Biodiversité : pourquoi les investisseurs devraient s’y intéresser

Par Pictet AM

Ces 30 dernières années ont vu une amélioration de la prospérité humaine plus importante que tous les siècles passés réunis.

Nous avons construit plus de routes, de bâtiments et de machines que jamais auparavant. Les gens vivent plus longtemps et en meilleure santé, et l’accès à l’éducation n’a jamais été aussi facile. Le PIB moyen par habitant a été multiplié par 15 depuis 1820. Plus de 95 % des nouveau-nés atteignent aujourd’hui leur 15ème anniversaire, alors qu’ils n’étaient qu’un sur trois au XIXème siècle[i].

L’homme conduit des espèces animales et végétales à l’extinction et détruit leurs habitats pour nourrir une population en constante augmentation. Et, depuis quelques décennies, les hommes consomment plus de ressources naturelles que la Terre ne peut en reconstituer naturellement sur une période de 12 mois, réduisant ainsi ce qui est disponible pour les générations futures[ii].

 

Le rôle des régulateurs

 

Pour mettre fin à cette relation non durable, il faut mieux comprendre l’impact de la biosphère sur le bien-être humain et sa contribution à la croissance économique.

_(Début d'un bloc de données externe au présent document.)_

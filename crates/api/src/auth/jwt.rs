//! Session tokens: short-lived HS256 access JWTs plus opaque refresh tokens
//! stored as SHA-256 digests in `user_sessions`.

use gravekeeper_core::types::DbId;
use jsonwebtoken::{decode, encode, DecodingKey, EncodingKey, Header, Validation};
use serde::{Deserialize, Serialize};
use sha2::{Digest, Sha256};
use uuid::Uuid;

/// Access-token payload. `sub` is the `users.id` of the account holder.
#[derive(Debug, Serialize, Deserialize, Clone)]
pub struct Claims {
    pub sub: DbId,
    pub email: String,
    /// Unix seconds.
    pub exp: i64,
    pub iat: i64,
    pub jti: String,
}

#[derive(Debug, Clone)]
pub struct JwtConfig {
    pub secret: String,
    pub access_token_expiry_mins: i64,
    pub refresh_token_expiry_days: i64,
}

fn env_i64(key: &str, default: i64) -> i64 {
    match std::env::var(key) {
        Ok(raw) => raw
            .parse()
            .unwrap_or_else(|_| panic!("{key} must be a whole number, got {raw:?}")),
        Err(_) => default,
    }
}

impl JwtConfig {
    /// Reads `JWT_SECRET` (required), `JWT_ACCESS_EXPIRY_MINS` (15) and
    /// `JWT_REFRESH_EXPIRY_DAYS` (30). Panics on a missing secret.
    pub fn from_env() -> Self {
        let secret = std::env::var("JWT_SECRET")
            .ok()
            .filter(|s| !s.is_empty())
            .unwrap_or_else(|| panic!("JWT_SECRET must be set to sign session tokens"));

        Self {
            secret,
            access_token_expiry_mins: env_i64("JWT_ACCESS_EXPIRY_MINS", 15),
            refresh_token_expiry_days: env_i64("JWT_REFRESH_EXPIRY_DAYS", 30),
        }
    }
}

pub fn generate_access_token(
    user_id: DbId,
    email: &str,
    config: &JwtConfig,
) -> Result<String, jsonwebtoken::errors::Error> {
    let now = chrono::Utc::now().timestamp();

    let claims = Claims {
        sub: user_id,
        email: email.to_string(),
        exp: now + config.access_token_expiry_mins * 60,
        iat: now,
        jti: Uuid::new_v4().to_string(),
    };

    encode(
        &Header::default(),
        &claims,
        &EncodingKey::from_secret(config.secret.as_bytes()),
    )
}

/// Checks signature and expiry.
pub fn validate_token(
    token: &str,
    config: &JwtConfig,
) -> Result<Claims, jsonwebtoken::errors::Error> {
    let key = DecodingKey::from_secret(config.secret.as_bytes());
    decode::<Claims>(token, &key, &Validation::default()).map(|data| data.claims)
}

/// `(token, digest)`: the token is handed to the client, the digest is stored.
pub fn generate_refresh_token() -> (String, String) {
    let token = Uuid::new_v4().simple().to_string();
    let digest = hash_refresh_token(&token);
    (token, digest)
}

pub fn hash_refresh_token(token: &str) -> String {
    format!("{:x}", Sha256::digest(token.as_bytes()))
}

Les décideurs politiques considèrent désormais la protection de la biodiversité comme une priorité aussi urgente que l’arrêt du réchauffement climatique.

 

Alors que la biodiversité rivalise avec le changement climatique en tant que préoccupation environnementale la plus pressante, les régulateurs et les décideurs politiques sont susceptibles d’introduire davantage de taxes, de permis et de compensations liés à la biodiversité, et d’intégrer le capital naturel dans les statistiques économiques nationales telles que le PIB. En comprenant les différentes menaces que la perte de biodiversité fait peser sur les entreprises, les investisseurs peuvent commencer à évaluer correctement ces risques, identifier les lacunes du cadre ESG actuel et découvrir de nouvelles façons d’investir dans le capital naturel.

 

Le rôle du secteur financier

 

Mais ces efforts ne doivent pas se limiter à l’arène politique. Le secteur financier doit lui aussi jouer un rôle plus actif. En tant que gestionnaire du capital mondial, il est particulièrement bien placé pour aider à construire une économie qui fonctionne avec, et non contre, la nature.

 

Il peut faciliter une transition positive pour la nature, en transformant la manière dont il alloue le capital et en développant de nouveaux modèles pour évaluer plus précisément les risques et les opportunités liés à la biodiversité.

 

Il convient de noter qu’en canalisant les investissements vers des entreprises développant des technologies et des services environnementaux avancés, le secteur financier a contribué à améliorer l’efficacité dans tous les domaines, de l’utilisation de l’énergie à l’agriculture, en passant par le commerce et les transports.

 

Par exemple, grâce au développement de l’agri-technologie, le monde peut produire presque trois fois plus de céréales à partir d’une terre donnée qu’en 1961[iii].

 

Le taux d’amélioration du rendement céréalier moyen a dépassé celui de la croissance démographique. Cependant, la majeure partie des investissements traditionnels va aux activités économiques en place qui causent des dommages environnementaux et sociaux.

 

Le secteur financier doit donc contribuer à l’effort mondial visant à réduire les dommages, tout en favorisant le rétablissement de la nature.

 

Comment financer la biodiversité ?

 

Même si les entreprises et les investisseurs parviennent à mieux comprendre comment ils influencent et sont influencés par la perte de biodiversité, ces efforts n’aboutiront à rien sans une révolution des capitaux liés à la biodiversité.

 

Historiquement, le financement de la biodiversité a eu tendance à se concentrer sur la collecte de fonds pour les activités de conservation. Plus récemment, cependant, on a assisté à une augmentation constante des investissements dans la biodiversité et le capital naturel, y compris les titres qui visent explicitement à minimiser la perte de biodiversité et à capitaliser sur le potentiel de croissance du capital à long terme.

 

Des fonds investissant dans des entreprises spécialisées dans la restauration de la biodiversité et les services écosystémiques ont été lancés à grand renfort de publicité ces deux dernières années, neuf fonds sur onze ayant fait leurs débuts depuis 2020. Les actifs sous gestion dans ce groupe ont plus que doublé pour atteindre 1,3 milliard de dollars, contre seulement 525 millions de dollars au début de la décennie[iv].

 

La transformation de l’alimentation et de l’utilisation des terres actuelles en faveur de pratiques régénératives a le potentiel de créer un marché de la biodiversité et de la nature d’une valeur de 4 500 milliards de dollars d’ici 2030.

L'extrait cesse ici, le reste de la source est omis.